§ PROBLEM DETAILS: Please filter the entries and return only the lines that include "ContentCatalog".

§ GIVEN ENTRIES:
use axum_test::TestServer;
use serde_json::json;
use std::collections::BTreeMap;
use std::path::Path;
use tempfile::TempDir;

use bingewatch::{
    config::Config,
    models::{CatalogEntry, ContentCatalog, ContentMetadata, TitleCatalog},
    routes::{create_router, AppState},
    similarity::SimilarityRow,
    store::{RecommendationStore, Snapshot},
};

fn content(id: &str, content_type: &str, genres: &str, year: i32, votes: u64) -> ContentMetadata {
    ContentMetadata::new(
        id.to_string(),
        content_type.to_string(),
        format!("Title {}", id),
        year,
        genres.to_string(),
        2.0,
        votes,
    )
}

fn test_snapshot() -> Snapshot {
    let titles = TitleCatalog::new(vec![
        CatalogEntry::new(1, "1995", "Heat".to_string()),
        CatalogEntry::new(2, "1995", "Casino".to_string()),
        CatalogEntry::new(3, "1990", "Goodfellas".to_string()),
    ]);

    let mut rows = BTreeMap::new();
    rows.insert(
        1,
        SimilarityRow {
            ids: vec![3, 2],
            scores: vec![0.876, 0.5],
        },
    );

    let content = ContentCatalog::new(vec![
        content("tt1", "movie", "Action,Romance", 1995, 10),
        content("tt2", "movie", "Comedy", 1995, 30),
        content("tt3", "movie", "Comedy", 2001, 20),
        content("tt4", "tvSeries", "Comedy", 1995, 99),
    ]);

    Snapshot {
        store: RecommendationStore::from_rows(rows, 99),
        titles,
        content,
    }
}

fn test_config(dir: &Path) -> Config {
    let vars = vec![
        (
            "RATINGS_PATHS".to_string(),
            dir.join("combined_data_1.txt").display().to_string(),
        ),
        (
            "TITLES_PATH".to_string(),
            dir.join("movie_titles.csv").display().to_string(),
        ),
        (
            "IMDB_BASICS_PATH".to_string(),
            dir.join("title.basics.tsv").display().to_string(),
        ),
        (
            "IMDB_RATINGS_PATH".to_string(),
            dir.join("title.ratings.tsv").display().to_string(),
        ),
        (
            "SNAPSHOT_PATH".to_string(),
            dir.join("recommendations.json").display().to_string(),
        ),
    ];
    envy::from_iter(vars).unwrap()
}

fn create_test_server(dir: &Path) -> TestServer {
    let state = AppState::new(test_snapshot(), test_config(dir));
    let app = create_router(state);
    TestServer::new(app).unwrap()
}

#[tokio::test]
async fn test_health_check() {
    let dir = TempDir::new().unwrap();
    let server = create_test_server(dir.path());
    let response = server.get("/health").await;
    response.assert_status_ok();
    assert!(response.headers().contains_key("x-request-id"));
}

#[tokio::test]
async fn test_recommendations_for_single_selection() {
    let dir = TempDir::new().unwrap();
    let server = create_test_server(dir.path());

    let response = server
        .post("/api/v1/recommendations")
        .json(&json!({ "selection": "Heat - 1995" }))
        .await;

    response.assert_status_ok();
    let results: Vec<serde_json::Value> = response.json();
    assert_eq!(results.len(), 2);
    assert_eq!(results[0]["title"], "Goodfellas");
    assert_eq!(results[0]["year"], 1990);
    assert_eq!(results[0]["match_percent"], 88);
    assert_eq!(results[1]["title"], "Casino");
    assert_eq!(results[1]["match_percent"], 50);
}

#[tokio::test]
async fn test_recommendations_use_first_of_list_selection() {
    let dir = TempDir::new().unwrap();
    let server = create_test_server(dir.path());

    let response = server
        .post("/api/v1/recommendations")
        .json(&json!({ "selection": ["Heat - 1995", "Casino - 1995"], "top_n": 1 }))
        .await;

    response.assert_status_ok();
    let results: Vec<serde_json::Value> = response.json();
    assert_eq!(results.len(), 1);
    assert_eq!(results[0]["title"], "Goodfellas");
}

#[tokio::test]
async fn test_recommendations_not_found() {
    let dir = TempDir::new().unwrap();
    let server = create_test_server(dir.path());

    let response = server
        .post("/api/v1/recommendations")
        .json(&json!({ "selection": "Casino - 1995" }))
        .await;
    response.assert_status(axum::http::StatusCode::NOT_FOUND);
    let body: serde_json::Value = response.json();
    assert!(body["error"].as_str().unwrap().contains("Casino - 1995"));
}

#[tokio::test]
async fn test_recommendations_empty_selection() {
    let dir = TempDir::new().unwrap();
    let server = create_test_server(dir.path());

    let response = server
        .post("/api/v1/recommendations")
        .json(&json!({ "selection": [] }))
        .await;
    response.assert_status(axum::http::StatusCode::BAD_REQUEST);
}

#[tokio::test]
async fn test_discover_by_type_only() {
    let dir = TempDir::new().unwrap();
    let server = create_test_server(dir.path());

    let response = server
        .get("/api/v1/discover")
        .add_query_param("type", "movie")
        .add_query_param("genre", "Comedy")
        .await;

    response.assert_status_ok();
    let rows: Vec<serde_json::Value> = response.json();
    let ids: Vec<&str> = rows.iter().map(|r| r["id"].as_str().unwrap()).collect();
    // Genre is not active, so its value is ignored
    assert_eq!(ids, vec!["tt2", "tt3", "tt1"]);
}

#[tokio::test]
async fn test_discover_with_genre_and_year() {
    let dir = TempDir::new().unwrap();
    let server = create_test_server(dir.path());

    let response = server
        .get("/api/v1/discover")
        .add_query_param("type", "movie")
        .add_query_param("filters", "Genre,Year")
        .add_query_param("genre", "Comedy")
        .add_query_param("year", 1995)
        .await;

    response.assert_status_ok();
    let rows: Vec<serde_json::Value> = response.json();
    assert_eq!(rows.len(), 1);
    assert_eq!(rows[0]["id"], "tt2");
    assert_eq!(rows[0]["weighted_score"], 60.0);
}

#[tokio::test]
async fn test_discover_unknown_filter() {
    let dir = TempDir::new().unwrap();
    let server = create_test_server(dir.path());

    let response = server
        .get("/api/v1/discover")
        .add_query_param("type", "movie")
        .add_query_param("filters", "Language")
        .await;
    response.assert_status(axum::http::StatusCode::BAD_REQUEST);
}

#[tokio::test]
async fn test_discover_non_numeric_year_is_json_error() {
    let dir = TempDir::new().unwrap();
    let server = create_test_server(dir.path());

    let response = server
        .get("/api/v1/discover")
        .add_query_param("type", "movie")
        .add_query_param("filters", "Year")
        .add_query_param("year", "nineteen")
        .await;
    response.assert_status(axum::http::StatusCode::BAD_REQUEST);
    let body: serde_json::Value = response.json();
    assert!(body["error"].as_str().unwrap().contains("query string"));
}

#[tokio::test]
async fn test_recommendations_malformed_body_is_json_error() {
    let dir = TempDir::new().unwrap();
    let server = create_test_server(dir.path());

    let response = server
        .post("/api/v1/recommendations")
        .json(&json!({ "selection": "Heat - 1995", "top_n": "ten" }))
        .await;
    assert!(response.status_code().is_client_error());
    let body: serde_json::Value = response.json();
    assert!(body["error"].is_string());
}

#[tokio::test]
async fn test_titles_and_genres() {
    let dir = TempDir::new().unwrap();
    let server = create_test_server(dir.path());

    let titles: Vec<String> = server.get("/api/v1/titles").await.json();
    assert_eq!(
        titles,
        vec!["Casino - 1995", "Goodfellas - 1990", "Heat - 1995"]
    );

    let genres: Vec<String> = server.get("/api/v1/genres").await.json();
    assert_eq!(genres, vec!["Action", "Comedy", "Romance"]);
}

#[tokio::test]
async fn test_failed_refresh_keeps_serving_old_snapshot() {
    let dir = TempDir::new().unwrap();
    let server = create_test_server(dir.path());
    std::fs::write(dir.path().join("combined_data_1.txt"), "not ratings\n").unwrap();

    let response = server.post("/api/v1/admin/refresh").await;
    response.assert_status(axum::http::StatusCode::INTERNAL_SERVER_ERROR);

    let response = server
        .post("/api/v1/recommendations")
        .json(&json!({ "selection": "Heat - 1995" }))
        .await;
    response.assert_status_ok();
}

#[tokio::test]
async fn test_refresh_publishes_new_snapshot() {
    let dir = TempDir::new().unwrap();
    let server = create_test_server(dir.path());

    std::fs::write(
        dir.path().join("combined_data_1.txt"),
        "2:\n10,5,2005-01-01\n11,4,2005-01-01\n3:\n10,5,2005-01-01\n11,4,2005-01-01\n",
    )
    .unwrap();
    std::fs::write(
        dir.path().join("movie_titles.csv"),
        "2,1995,Casino\n3,1990,Goodfellas\n",
    )
    .unwrap();
    std::fs::write(
        dir.path().join("title.basics.tsv"),
        "tconst\ttitleType\tprimaryTitle\tstartYear\tgenres\n",
    )
    .unwrap();
    std::fs::write(
        dir.path().join("title.ratings.tsv"),
        "tconst\taverageRating\tnumVotes\n",
    )
    .unwrap();

    let response = server.post("/api/v1/admin/refresh").await;
    response.assert_status_ok();
    let body: serde_json::Value = response.json();
    assert_eq!(body["version"], 2);
    assert_eq!(body["items"], 2);

    let response = server
        .post("/api/v1/recommendations")
        .json(&json!({ "selection": "Casino - 1995" }))
        .await;
    response.assert_status_ok();
    let results: Vec<serde_json::Value> = response.json();
    assert_eq!(results[0]["title"], "Goodfellas");
    assert_eq!(results[0]["match_percent"], 100);
    assert!(dir.path().join("recommendations.json").exists());
}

§ WRITTEN RESPONSE:
    models::{CatalogEntry, ContentCatalog, ContentMetadata, TitleCatalog},
    let content = ContentCatalog::new(vec![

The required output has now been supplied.